It took me two and a half years to settle into my role as mama. It happened on August 6, 2018, at 1:14 p.m. It was the moment my second child was born. Right as I knew my life as a mother was about to change radically, I finally found the confidence I needed. With two children to juggle and two and a half years of experience under my belt, I just stopped caring what other people thought.
Don’t get me wrong, I still asked veteran moms questions from time to time. When it came time to potty train my oldest, I turned to a few of my friends. When he started school, I asked my parents and friends for help. But I stopped listening to the unsolicited advice. And as I’m sure you know, as a mom, you get a lot of unsolicited advice. I just didn’t really feel like I needed it anymore.
I’d cared for a newborn before. I mostly knew what to expect. I’d changed thousands of diapers, mixed plenty of bottles, folded hundreds of loads of laundry. I’d navigated the four-month sleep regression, the graduation from sitting to crawling to walking, the first fall on the playground that required a trip to urgent care. I’d spent more than a year chasing around a toddler. I understood the basics.
I also understood myself better. I knew what I needed to survive. I knew what I needed to thrive in my role as a mother. I knew what kind of mother I wanted to be. I didn’t need other people to tell me how to mother my children. I wasn’t a veteran quite yet, but I wasn’t a newbie either.
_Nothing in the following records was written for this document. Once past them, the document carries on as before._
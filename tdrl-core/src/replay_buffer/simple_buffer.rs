//! Ring buffer of whole transitions.
mod base;
mod config;
mod step_proc;
pub use base::SimpleReplayBuffer;
pub use config::SimpleReplayBufferConfig;
pub use step_proc::{SimpleStepProcessor, SimpleStepProcessorConfig};
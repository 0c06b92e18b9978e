use super::{AggregateRecorder, Record, Recorder};

/// A recorder that ignores any record. This struct is used just for debugging.
#[derive(Default)]
pub struct NullRecorder {}

impl Recorder for NullRecorder {
    /// Discard the given record.
    fn write(&mut self, _record: Record) {}
}

impl AggregateRecorder for NullRecorder {
    fn store(&mut self, _record: Record) {}

    fn flush(&mut self, _step: i64) {}
}
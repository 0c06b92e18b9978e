//! Environment.
use super::{Act, Info, Obs, Step};
use crate::{record::Record, ActionSpace};
use anyhow::Result;

/// Represents an environment, typically an MDP.
pub trait Env {
    /// Configurations.
    type Config: Clone;

    /// Observation of the environment.
    type Obs: Obs;

    /// Action of the environment.
    type Act: Act;

    /// Information in the [`Step`] object.
    type Info: Info;

    /// Builds an environment with a given random seed.
    fn build(config: &Self::Config, seed: i64) -> Result<Self>
    where
        Self: Sized;

    /// Returns the space of valid actions.
    ///
    /// [`Env::step`] fails with [`TdrlError::InvalidAction`] for actions outside of it.
    ///
    /// [`TdrlError::InvalidAction`]: crate::error::TdrlError::InvalidAction
    fn action_space(&self) -> ActionSpace;

    /// Resets the environment and returns the initial observation.
    ///
    /// If `seed` is given, the random number generator of the environment is
    /// reseeded before the reset.
    fn reset(&mut self, seed: Option<u64>) -> Result<Self::Obs>;

    /// Performes an environment step.
    ///
    /// `init_obs` of the returned [`Step`] is always `None`.
    fn step(&mut self, a: &Self::Act) -> Result<(Step<Self>, Record)>
    where
        Self: Sized;

    /// Performes an environment step and resets the environment if the episode ends.
    ///
    /// The initial observation of the next episode is stored in `init_obs` of
    /// the returned [`Step`].
    fn step_with_reset(&mut self, a: &Self::Act) -> Result<(Step<Self>, Record)>
    where
        Self: Sized,
    {
        let (mut step, record) = self.step(a)?;
        if step.is_done() {
            step.init_obs = Some(self.reset(None)?);
        }
        Ok((step, record))
    }

    /// Resets the environment with a given index.
    ///
    /// The index is used as a random seed, so that evaluation runs in
    /// [`DefaultEvaluator`](crate::DefaultEvaluator) start from the same states.
    fn reset_with_index(&mut self, ix: usize) -> Result<Self::Obs> {
        self.reset(Some(ix as u64))
    }
}
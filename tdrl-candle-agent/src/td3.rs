//! TD3 agent.
mod actor;
mod base;
mod config;
mod critic;
pub use actor::{Actor, ActorConfig};
pub use base::Td3;
pub use config::Td3Config;
pub use critic::{Critic, CriticConfig};
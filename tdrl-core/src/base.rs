//! Core traits.
mod agent;
mod batch;
mod env;
mod policy;
mod replay_buffer;
mod step;
pub use agent::Agent;
pub use batch::TransitionBatch;
pub use env::Env;
pub use policy::{Configurable, Policy};
pub use replay_buffer::{ExperienceBufferBase, ReplayBufferBase};
use std::fmt::Debug;
pub use step::{Info, Step, StepProcessor};

/// An observation of an environment.
///
/// Environments are not vectorized, so an object of this trait holds a single
/// observation.
pub trait Obs: Clone + Debug {}

/// An action of an environment.
pub trait Act: Clone + Debug {}
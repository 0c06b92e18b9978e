//! Optimizers.
use anyhow::Result;
use candle_core::{Tensor, Var};
use candle_nn::{AdamW, Optimizer as _, ParamsAdamW};
use candle_optimisers::adam::{Adam, ParamsAdam};
use serde::{Deserialize, Serialize};

/// Configuration of optimizer for training neural networks in an RL agent.
#[derive(Debug, Clone, Deserialize, Serialize, PartialEq)]
pub enum OptimizerConfig {
    /// AdamW optimizer.
    AdamW {
        /// Learning rate.
        lr: f64,
        #[serde(default = "default_beta1")]
        beta1: f64,
        #[serde(default = "default_beta2")]
        beta2: f64,
        #[serde(default = "default_eps")]
        eps: f64,
        #[serde(default = "default_weight_decay")]
        weight_decay: f64,
    },

    /// Adam optimizer.
    Adam {
        /// Learning rate.
        lr: f64,
    },
}

fn default_beta1() -> f64 {
    ParamsAdamW::default().beta1
}

fn default_beta2() -> f64 {
    ParamsAdamW::default().beta2
}

fn default_eps() -> f64 {
    ParamsAdamW::default().eps
}

fn default_weight_decay() -> f64 {
    ParamsAdamW::default().weight_decay
}

impl OptimizerConfig {
    /// Constructs an optimizer over the given variables.
    ///
    /// Only the variables of live networks should be given.
    pub fn build(&self, vars: Vec<Var>) -> Result<Optimizer> {
        let opt = match *self {
            Self::AdamW {
                lr,
                beta1,
                beta2,
                eps,
                weight_decay,
            } => Optimizer::AdamW(AdamW::new(
                vars,
                ParamsAdamW {
                    lr,
                    beta1,
                    beta2,
                    eps,
                    weight_decay,
                },
            )?),
            Self::Adam { lr } => Optimizer::Adam(Adam::new(
                vars,
                ParamsAdam {
                    lr,
                    ..Default::default()
                },
            )?),
        };
        Ok(opt)
    }

    /// Returns the configuration with the learning rate replaced.
    pub fn learning_rate(mut self, v: f64) -> Self {
        match &mut self {
            Self::AdamW { lr, .. } | Self::Adam { lr } => *lr = v,
        }
        self
    }
}

impl Default for OptimizerConfig {
    fn default() -> Self {
        Self::Adam { lr: 0.00025 }
    }
}

/// Optimizers.
///
/// An optimizer is owned by an agent and built from the variables of its live
/// networks only. Target networks are never given to an optimizer.
pub enum Optimizer {
    /// AdamW optimizer.
    AdamW(AdamW),

    /// Adam optimizer.
    Adam(Adam),
}

impl Optimizer {
    /// Applies a backward step pass.
    pub fn backward_step(&mut self, loss: &Tensor) -> Result<()> {
        match self {
            Self::AdamW(opt) => Ok(opt.backward_step(loss)?),
            Self::Adam(opt) => Ok(opt.backward_step(loss)?),
        }
    }
}

#[cfg(test)]
mod tests {
    use super::*;

    #[test]
    fn test_learning_rate() {
        let config = OptimizerConfig::default().learning_rate(0.1);
        assert_eq!(config, OptimizerConfig::Adam { lr: 0.1 });

        let config = OptimizerConfig::AdamW {
            lr: 0.01,
            beta1: 0.5,
            beta2: 0.6,
            eps: 1e-6,
            weight_decay: 0.0,
        }
        .learning_rate(0.2);
        match config {
            OptimizerConfig::AdamW { lr, beta1, .. } => {
                assert_eq!(lr, 0.2);
                assert_eq!(beta1, 0.5);
            }
            _ => panic!("unexpected optimizer"),
        }
    }

    #[test]
    fn test_adamw_defaults_from_yaml() -> Result<()> {
        let config: OptimizerConfig = serde_yaml::from_str("AdamW:\n  lr: 0.001\n")?;
        let params = ParamsAdamW::default();
        assert_eq!(
            config,
            OptimizerConfig::AdamW {
                lr: 0.001,
                beta1: params.beta1,
                beta2: params.beta2,
                eps: params.eps,
                weight_decay: params.weight_decay,
            }
        );
        Ok(())
    }
}
//! Exploration schedules.
//!
//! A schedule maps the global environment step to an exploration value, the
//! probability of a random action for epsilon-greedy selection or the scale of
//! Gaussian noise for continuous actions. The step is passed explicitly, so a
//! schedule has no internal state.
use serde::{Deserialize, Serialize};

/// Exploration value as a function of the global environment step.
#[derive(Debug, Deserialize, Serialize, PartialEq, Clone)]
pub enum ExplorationSchedule {
    /// `eps_end + (eps_start - eps_end) * exp(-step / decay)`.
    Exponential {
        /// Value at step 0.
        eps_start: f64,

        /// Asymptotic value.
        eps_end: f64,

        /// Decay constant in environment steps.
        decay: f64,
    },

    /// Linear interpolation from `eps_start` at step 0 to `eps_end` at `final_step`,
    /// constant afterwards.
    Linear {
        /// Value at step 0.
        eps_start: f64,

        /// Value at and after `final_step`.
        eps_end: f64,

        /// Step at which `eps_end` is reached.
        final_step: usize,
    },

    /// A fixed value.
    Constant(f64),
}

impl Default for ExplorationSchedule {
    fn default() -> Self {
        Self::Exponential {
            eps_start: 1.0,
            eps_end: 0.05,
            decay: 50_000.0,
        }
    }
}

impl ExplorationSchedule {
    /// Returns the exploration value at the given step.
    pub fn value_at(&self, step: usize) -> f64 {
        match self {
            Self::Exponential {
                eps_start,
                eps_end,
                decay,
            } => {
                if *decay <= 0.0 {
                    return if step == 0 { *eps_start } else { *eps_end };
                }
                eps_end + (eps_start - eps_end) * (-(step as f64) / decay).exp()
            }
            Self::Linear {
                eps_start,
                eps_end,
                final_step,
            } => {
                if step >= *final_step {
                    *eps_end
                } else {
                    let frac = step as f64 / *final_step as f64;
                    eps_start + (eps_end - eps_start) * frac
                }
            }
            Self::Constant(v) => *v,
        }
    }

    /// Sets the start value, does nothing for [`ExplorationSchedule::Constant`].
    pub fn eps_start(mut self, v: f64) -> Self {
        match &mut self {
            Self::Exponential { eps_start, .. } | Self::Linear { eps_start, .. } => *eps_start = v,
            Self::Constant(_) => {}
        }
        self
    }

    /// Sets the final value, does nothing for [`ExplorationSchedule::Constant`].
    pub fn eps_end(mut self, v: f64) -> Self {
        match &mut self {
            Self::Exponential { eps_end, .. } | Self::Linear { eps_end, .. } => *eps_end = v,
            Self::Constant(_) => {}
        }
        self
    }
}

#[cfg(test)]
mod tests {
    use super::ExplorationSchedule;

    fn exponential() -> ExplorationSchedule {
        ExplorationSchedule::Exponential {
            eps_start: 1.0,
            eps_end: 0.05,
            decay: 50_000.0,
        }
    }

    #[test]
    fn test_exponential_values() {
        let s = exponential();
        assert!((s.value_at(0) - 1.0).abs() < 1e-12);
        let expected = 0.05 + 0.95 / std::f64::consts::E;
        assert!((s.value_at(50_000) - expected).abs() < 1e-9);
        assert!((s.value_at(50_000) - 0.399).abs() < 1e-3);
    }

    #[test]
    fn test_exponential_monotone_and_bounded() {
        let s = exponential();
        let mut prev = s.value_at(0);
        for step in (0..2_000_000).step_by(997) {
            let v = s.value_at(step);
            assert!(v <= prev);
            assert!(v >= 0.05 && v <= 1.0);
            prev = v;
        }
        assert!((s.value_at(5_000_000) - 0.05).abs() < 1e-9);
    }

    #[test]
    fn test_linear() {
        let s = ExplorationSchedule::Linear {
            eps_start: 1.0,
            eps_end: 0.1,
            final_step: 100,
        };
        assert_eq!(s.value_at(0), 1.0);
        assert!((s.value_at(50) - 0.55).abs() < 1e-12);
        assert_eq!(s.value_at(100), 0.1);
        assert_eq!(s.value_at(1_000), 0.1);
    }

    #[test]
    fn test_constant_and_setters() {
        let s = ExplorationSchedule::Constant(0.1).eps_start(0.5);
        assert_eq!(s.value_at(0), 0.1);
        assert_eq!(s.value_at(1_000_000), 0.1);

        let s = exponential().eps_start(0.5).eps_end(0.0);
        assert_eq!(s.value_at(0), 0.5);
    }

    #[test]
    fn test_yaml() {
        let s = exponential();
        let yaml = serde_yaml::to_string(&s).unwrap();
        let s_: ExplorationSchedule = serde_yaml::from_str(&yaml).unwrap();
        assert_eq!(s, s_);
    }
}
use super::{FrameStackReplayBufferConfig, FrameTransition, FromStackedFrames, StackedFrames};
use crate::{
    error::TdrlError,
    replay_buffer::{sample_without_replacement, BatchBase, GenericTransitionBatch},
    ExperienceBufferBase, ReplayBufferBase,
};
use anyhow::{bail, Result};
use log::trace;
use rand::{rngs::StdRng, SeedableRng};
use std::{marker::PhantomData, ops::Range};

/// A fixed-capacity ring buffer of frames.
///
/// Slots are addressed by a logical index, `0` being the oldest held slot.
/// A logical index `i` can be sampled if `k <= i < len - max(k - 1, 1)`, where
/// `k` is the number of stacked frames, so that both the observation and the
/// next observation are made of frames currently held in the buffer.
///
/// When `mask_episode_boundary` is enabled, a slot following a slot with a done
/// flag starts a new episode, and frames older than it are replaced by its frame
/// in a reconstructed stack. This is the same as what environments do for the
/// first observation of an episode.
pub struct FrameStackReplayBuffer<O, A>
where
    O: BatchBase + FromStackedFrames,
    A: BatchBase,
{
    capacity: usize,

    /// Physical index at which the next frame is written.
    i: usize,

    size: usize,
    stack: usize,
    frame_shape: Vec<usize>,
    frame_len: usize,
    mask_episode_boundary: bool,
    frames: Vec<u8>,
    act: A,
    reward: Vec<f32>,
    is_terminated: Vec<i8>,
    is_truncated: Vec<i8>,
    rng: StdRng,
    phantom: PhantomData<O>,
}

impl<O, A> FrameStackReplayBuffer<O, A>
where
    O: BatchBase + FromStackedFrames,
    A: BatchBase,
{
    /// Returns the capacity of the buffer.
    pub fn capacity(&self) -> usize {
        self.capacity
    }

    /// Returns the range of logical indices that can be sampled.
    pub fn valid_range(&self) -> Range<usize> {
        let start = self.stack;
        let end = self.size.saturating_sub((self.stack - 1).max(1));
        start..end.max(start)
    }

    /// Returns the number of transitions that can be sampled.
    pub fn num_valid(&self) -> usize {
        self.valid_range().len()
    }

    #[inline]
    fn physical(&self, l: usize) -> usize {
        if self.size < self.capacity {
            l
        } else {
            (self.i + l) % self.capacity
        }
    }

    #[inline]
    fn is_done_at(&self, l: usize) -> bool {
        let p = self.physical(l);
        self.is_terminated[p] == 1 || self.is_truncated[p] == 1
    }

    /// Logical indices of the frames in the stack ending at `newest`, oldest first.
    fn window(&self, newest: usize) -> Vec<usize> {
        let oldest = newest + 1 - self.stack;
        let mut first = oldest;

        if self.mask_episode_boundary {
            for j in (oldest + 1..=newest).rev() {
                if self.is_done_at(j - 1) {
                    first = j;
                    break;
                }
            }
        }

        (oldest..=newest).map(|l| l.max(first)).collect()
    }

    fn stacked_frames(&self, newest: &[usize]) -> StackedFrames {
        let mut data = Vec::with_capacity(newest.len() * self.stack * self.frame_len);
        for &l in newest.iter() {
            for w in self.window(l) {
                let p = self.physical(w);
                data.extend_from_slice(&self.frames[p * self.frame_len..(p + 1) * self.frame_len]);
            }
        }

        StackedFrames {
            data,
            batch_size: newest.len(),
            stack: self.stack,
            frame_shape: self.frame_shape.clone(),
        }
    }
}

impl<O, A> ExperienceBufferBase for FrameStackReplayBuffer<O, A>
where
    O: BatchBase + FromStackedFrames,
    A: BatchBase,
{
    type Item = FrameTransition<A>;

    fn len(&self) -> usize {
        self.size
    }

    fn push(&mut self, tr: Self::Item) -> Result<()> {
        if self.capacity == 0 {
            bail!("Cannot push into a replay buffer of capacity 0");
        }
        if tr.frame.len() != self.frame_len {
            bail!(
                "Frame of {} pixels does not match frame_shape {:?}",
                tr.frame.len(),
                self.frame_shape
            );
        }

        // The action goes first, a failing push leaves the slot untouched.
        let p = self.i;
        self.act.push(p, tr.act)?;
        self.frames[p * self.frame_len..(p + 1) * self.frame_len].copy_from_slice(&tr.frame);
        self.reward[p] = tr.reward;
        self.is_terminated[p] = tr.is_terminated;
        self.is_truncated[p] = tr.is_truncated;

        self.i = (p + 1) % self.capacity;
        self.size = (self.size + 1).min(self.capacity);

        Ok(())
    }
}

impl<O, A> ReplayBufferBase for FrameStackReplayBuffer<O, A>
where
    O: BatchBase + FromStackedFrames,
    A: BatchBase,
{
    type Config = FrameStackReplayBufferConfig;
    type Batch = GenericTransitionBatch<O, A>;

    fn build(config: &Self::Config) -> Self {
        let capacity = config.capacity;
        let frame_len = config.frame_shape.iter().product();

        Self {
            capacity,
            i: 0,
            size: 0,
            stack: config.stack.max(1),
            frame_shape: config.frame_shape.clone(),
            frame_len,
            mask_episode_boundary: config.mask_episode_boundary,
            frames: vec![0; capacity * frame_len],
            act: A::new(capacity),
            reward: vec![0.; capacity],
            is_terminated: vec![0; capacity],
            is_truncated: vec![0; capacity],
            rng: StdRng::seed_from_u64(config.seed),
            phantom: PhantomData,
        }
    }

    fn batch(&mut self, size: usize) -> Result<Self::Batch> {
        let range = self.valid_range();
        if range.len() < size {
            return Err(TdrlError::InsufficientData {
                requested: size,
                available: range.len(),
            }
            .into());
        }

        let ls: Vec<usize> = sample_without_replacement(&mut self.rng, range.len(), size)
            .into_iter()
            .map(|j| range.start + j)
            .collect();
        let next_ls: Vec<usize> = ls.iter().map(|l| l + 1).collect();
        let ps: Vec<usize> = ls.iter().map(|&l| self.physical(l)).collect();
        trace!("Sampled logical indices {:?}", ls);

        Ok(GenericTransitionBatch {
            obs: O::from_stacked_frames(self.stacked_frames(&ls))?,
            act: self.act.sample(&ps)?,
            next_obs: O::from_stacked_frames(self.stacked_frames(&next_ls))?,
            reward: ps.iter().map(|&p| self.reward[p]).collect(),
            is_terminated: ps.iter().map(|&p| self.is_terminated[p]).collect(),
            is_truncated: ps.iter().map(|&p| self.is_truncated[p]).collect(),
            ix_sample: Some(ps),
        })
    }
}
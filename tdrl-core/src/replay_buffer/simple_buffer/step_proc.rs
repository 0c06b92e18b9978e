use crate::{
    replay_buffer::{BatchBase, GenericTransitionBatch},
    Env, Step, StepProcessor,
};
use anyhow::{anyhow, Result};
use std::{convert::TryFrom, default::Default, marker::PhantomData};

fn convert<T, U>(t: T) -> Result<U>
where
    U: TryFrom<T>,
    U::Error: Into<anyhow::Error>,
{
    U::try_from(t).map_err(Into::into)
}

/// Configuration of [`SimpleStepProcessor`].
#[derive(Clone, Debug, Default)]
pub struct SimpleStepProcessorConfig {}

/// Converts [`Step`]s into transitions `(o_t, a_t, o_t+1, r_t, flags)` for
/// [`SimpleReplayBuffer`](super::SimpleReplayBuffer).
///
/// The processor keeps the previous observation. When an episode ends, the
/// initial observation of the next episode, carried in [`Step::init_obs`],
/// becomes the previous observation, so no transition crosses an episode boundary.
///
/// Observations and actions are converted into `O` and `A` with [`TryFrom`],
/// so conversions into tensors can fail without panicking.
pub struct SimpleStepProcessor<E, O, A> {
    prev_obs: Option<O>,
    phantom: PhantomData<(E, A)>,
}

impl<E, O, A> StepProcessor<E> for SimpleStepProcessor<E, O, A>
where
    E: Env,
    O: BatchBase + TryFrom<E::Obs>,
    A: BatchBase + TryFrom<E::Act>,
    <O as TryFrom<E::Obs>>::Error: Into<anyhow::Error>,
    <A as TryFrom<E::Act>>::Error: Into<anyhow::Error>,
{
    type Config = SimpleStepProcessorConfig;
    type Output = GenericTransitionBatch<O, A>;

    fn build(_config: &Self::Config) -> Self {
        Self {
            prev_obs: None,
            phantom: PhantomData,
        }
    }

    fn reset(&mut self, init_obs: E::Obs) -> Result<()> {
        self.prev_obs = Some(convert(init_obs)?);
        Ok(())
    }

    fn process(&mut self, step: Step<E>) -> Result<Self::Output> {
        let is_done = step.is_done();
        let next_obs = convert(step.obs.clone())?;
        let obs = self
            .prev_obs
            .replace(convert(step.obs)?)
            .ok_or_else(|| anyhow!("prev_obs is not set. Forgot to call reset()?"))?;

        if is_done {
            let init_obs = step
                .init_obs
                .ok_or_else(|| anyhow!("The episode ended without init_obs of the next one"))?;
            self.prev_obs.replace(convert(init_obs)?);
        }

        Ok(GenericTransitionBatch {
            obs,
            act: convert(step.act)?,
            next_obs,
            reward: step.reward,
            is_terminated: step.is_terminated,
            is_truncated: step.is_truncated,
            ix_sample: None,
        })
    }
}
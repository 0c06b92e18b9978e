//! Batch.

/// A batch of transitions for training RL agents.
pub trait TransitionBatch {
    /// A set of observations in a batch.
    type ObsBatch;

    /// A set of actions in a batch.
    type ActBatch;

    /// Unpack the data `(o_t, a_t, o_t+1, r_t, is_terminated_t, is_truncated_t)`
    /// and the indices of the sampled transitions.
    #[allow(clippy::type_complexity)]
    fn unpack(
        self,
    ) -> (
        Self::ObsBatch,
        Self::ActBatch,
        Self::ObsBatch,
        Vec<f32>,
        Vec<i8>,
        Vec<i8>,
        Option<Vec<usize>>,
    );

    /// Returns the length.
    fn len(&self) -> usize;

    /// Returns `o_t`.
    fn obs(&self) -> &Self::ObsBatch;

    /// Returns `a_t`.
    fn act(&self) -> &Self::ActBatch;
}
//! Configuration of DQN agent.
use super::{explorer::EpsilonGreedy, DqnModelConfig};
use crate::{
    sync::SyncPolicy,
    util::{CriticLoss, OutDim},
    Device,
};
use anyhow::Result;
use serde::{de::DeserializeOwned, Deserialize, Serialize};
use std::{default::Default, path::Path};
use tdrl_core::yaml;

/// Configuration of [`Dqn`](super::Dqn) agent.
#[derive(Debug, Deserialize, Serialize, PartialEq, Clone)]
pub struct DqnConfig<Q>
where
    Q: OutDim,
{
    /// Configuration of the action-value function and its optimizer.
    pub model_config: DqnModelConfig<Q>,

    /// The number of gradient steps per optimization step.
    pub n_updates_per_opt: usize,

    /// Batch size.
    pub batch_size: usize,

    /// Discount factor.
    pub discount_factor: f64,

    /// If `true`, the bootstrap action is chosen by the live network and
    /// evaluated by the target network.
    pub double_dqn: bool,

    /// Synchronization of the target network, counted in gradient steps.
    pub sync: SyncPolicy,

    /// Exploration in training mode.
    pub explorer: EpsilonGreedy,

    /// Loss function of the action-value function.
    pub critic_loss: CriticLoss,

    /// Device of the networks.
    pub device: Option<Device>,
}

impl<Q> Default for DqnConfig<Q>
where
    Q: OutDim,
{
    fn default() -> Self {
        Self {
            model_config: Default::default(),
            n_updates_per_opt: 1,
            batch_size: 128,
            discount_factor: 0.99,
            double_dqn: true,
            sync: SyncPolicy::Hard { interval: 500 },
            explorer: EpsilonGreedy::default(),
            critic_loss: CriticLoss::Mse,
            device: None,
        }
    }
}

impl<Q> DqnConfig<Q>
where
    Q: DeserializeOwned + Serialize + OutDim,
{
    /// Sets the configuration of the model.
    pub fn model_config(mut self, model_config: DqnModelConfig<Q>) -> Self {
        self.model_config = model_config;
        self
    }

    /// Sets the number of gradient steps per optimization step.
    pub fn n_updates_per_opt(mut self, v: usize) -> Self {
        self.n_updates_per_opt = v;
        self
    }

    /// Batch size.
    pub fn batch_size(mut self, v: usize) -> Self {
        self.batch_size = v;
        self
    }

    /// Discount factor.
    pub fn discount_factor(mut self, v: f64) -> Self {
        self.discount_factor = v;
        self
    }

    /// Enables or disables double DQN.
    pub fn double_dqn(mut self, v: bool) -> Self {
        self.double_dqn = v;
        self
    }

    /// Synchronization of the target network.
    pub fn sync(mut self, v: SyncPolicy) -> Self {
        self.sync = v;
        self
    }

    /// Explorer.
    pub fn explorer(mut self, v: EpsilonGreedy) -> Self {
        self.explorer = v;
        self
    }

    /// Critic loss.
    pub fn critic_loss(mut self, v: CriticLoss) -> Self {
        self.critic_loss = v;
        self
    }

    /// Device.
    pub fn device(mut self, device: Device) -> Self {
        self.device = Some(device);
        self
    }

    /// Loads [`DqnConfig`] from YAML file.
    pub fn load(path: impl AsRef<Path>) -> Result<Self> {
        yaml::load(path)
    }

    /// Saves [`DqnConfig`].
    pub fn save(&self, path: impl AsRef<Path>) -> Result<()> {
        yaml::save(self, path)
    }
}

#[cfg(test)]
mod tests {
    use super::*;
    use crate::{mlp::MlpConfig, opt::OptimizerConfig, Activation};
    use tdrl_core::schedule::ExplorationSchedule;
    use tempdir::TempDir;

    #[test]
    fn test_serde_dqn_config() -> Result<()> {
        let config = DqnConfig::default()
            .model_config(
                DqnModelConfig::default()
                    .q_config(MlpConfig::new(4, vec![64, 64], 2, Activation::None))
                    .opt_config(OptimizerConfig::Adam { lr: 0.001 }),
            )
            .batch_size(32)
            .discount_factor(0.9)
            .double_dqn(false)
            .sync(SyncPolicy::Soft { tau: 0.01 })
            .explorer(EpsilonGreedy::new(ExplorationSchedule::Constant(0.1), 3))
            .critic_loss(CriticLoss::SmoothL1)
            .device(Device::Cpu);

        let dir = TempDir::new("dqn_config")?;
        let path = dir.path().join("dqn_config.yaml");
        config.save(&path)?;
        let config_ = DqnConfig::<MlpConfig>::load(&path)?;
        assert_eq!(config, config_);
        Ok(())
    }
}
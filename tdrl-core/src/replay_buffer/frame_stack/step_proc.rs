use super::{FrameTransition, LatestFrame};
use crate::{replay_buffer::BatchBase, Env, Step, StepProcessor};
use anyhow::{anyhow, Result};
use std::{convert::TryFrom, default::Default, marker::PhantomData};

/// Configuration of [`FrameStackStepProcessor`].
#[derive(Clone, Debug, Default)]
pub struct FrameStackStepProcessorConfig {}

/// Converts [`Step`]s into [`FrameTransition`]s.
///
/// The newest frame of the previous observation is kept and emitted with the
/// action taken in it. At the end of an episode, the newest frame of the
/// initial observation of the next episode is kept instead of the last one.
pub struct FrameStackStepProcessor<E, A> {
    prev_frame: Option<Vec<u8>>,
    phantom: PhantomData<(E, A)>,
}

impl<E, A> StepProcessor<E> for FrameStackStepProcessor<E, A>
where
    E: Env,
    E::Obs: LatestFrame,
    A: BatchBase + TryFrom<E::Act>,
    <A as TryFrom<E::Act>>::Error: Into<anyhow::Error>,
{
    type Config = FrameStackStepProcessorConfig;
    type Output = FrameTransition<A>;

    fn build(_config: &Self::Config) -> Self {
        Self {
            prev_frame: None,
            phantom: PhantomData,
        }
    }

    fn reset(&mut self, init_obs: E::Obs) -> Result<()> {
        self.prev_frame = Some(init_obs.latest_frame());
        Ok(())
    }

    fn process(&mut self, step: Step<E>) -> Result<Self::Output> {
        let is_done = step.is_done();
        let frame = self
            .prev_frame
            .replace(step.obs.latest_frame())
            .ok_or_else(|| anyhow!("prev_frame is not set. Forgot to call reset()?"))?;

        if is_done {
            let init_obs = step
                .init_obs
                .as_ref()
                .ok_or_else(|| anyhow!("The episode ended without init_obs of the next one"))?;
            self.prev_frame.replace(init_obs.latest_frame());
        }

        Ok(FrameTransition {
            frame,
            act: A::try_from(step.act).map_err(Into::into)?,
            reward: step.reward[0],
            is_terminated: step.is_terminated[0],
            is_truncated: step.is_truncated[0],
        })
    }
}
When my first child was born, I realized I had no idea what kind of mother I wanted to be. I thought I wanted to nurse—at three weeks, we switched to bottle feeding with formula. I thought I wanted to make my own baby food—by the time my daughter was born, my poor experiences with baby food had fully committed me to the path of baby-led weaning. I thought I would answer my child’s every beck and call at night—at four months old, we decided to sleep train.
I very quickly learned the wisdom in the saying, “Never say never.” Becoming a mother was definitely a learning process. As I floundered in new motherhood, many people came to the rescue. My mother and mother-in-law had both bottle fed, and I relied on their support when I made the switch myself. College friends had turned to baby-led weaning for their own children, and their experience introduced me to a whole new way of introducing food to babies. An acquaintance swore by sleep training, and after throwing my back out while rocking my son, she held my hand as my husband and I encouraged our son to self-soothe. There’s also wisdom in the saying, “It takes a village to raise a child.”
I appreciated the advice and support; I really did. What I didn’t appreciate were the occasional attempts by other moms to mold me in their image. I needed to figure out what kind of mother I wanted to be. I didn’t need other people telling me what kind of mom they wanted me to be. I needed to say no to their attempts to change me, but I lacked the confidence. I was too uncertain. I didn’t think I was strong enough.
I didn’t say no enough. I let other moms shape me. We skipped naps and missed bedtime because other moms told me it was healthy. Even if it meant multiple wake-ups at night, early mornings, and a cranky baby for an entire week. I insisted on nursing even though I hated it because other moms told me I needed to do it for my son. He would be healthier if I nursed him. He’d be more attached to me. So I kept doing it. Even though I hated it. Even though I was depressed. Even though I was sleep-deprived and felt like I was falling apart on the inside.
I listened to the unsolicited advice. I said yes even when my gut told me the answer was no. I caved to the pressure, to the guilt, to the need to be like everyone else.
But I didn’t want to crack under the pressure. I didn’t want to feel guilty for trying to be happy. I didn’t want to be like everyone else. I wanted to be myself. So I started saying no.
Skip a nap to go to the park? No.
Nurse because “breast is best”? No.
Miss bedtime because there are fireworks tonight? No. (She’s only two after all.)
Use baby food because that’s what you and your mother did? No.
Make my son eat sugar because moderation in all things is paramount? No. (You wouldn’t say that to a diabetic, would you?)
Be anything other than the mother I want to be? No.
If I think it will make me too anxious, the answer is no.
If I think it’s not in my child’s best interest, the answer is no.
If I don’t want to do it, the answer is no.
If I think it’s a bad decision for my family, the answer is no.
I’m the mom, and if I say no, the answer is no.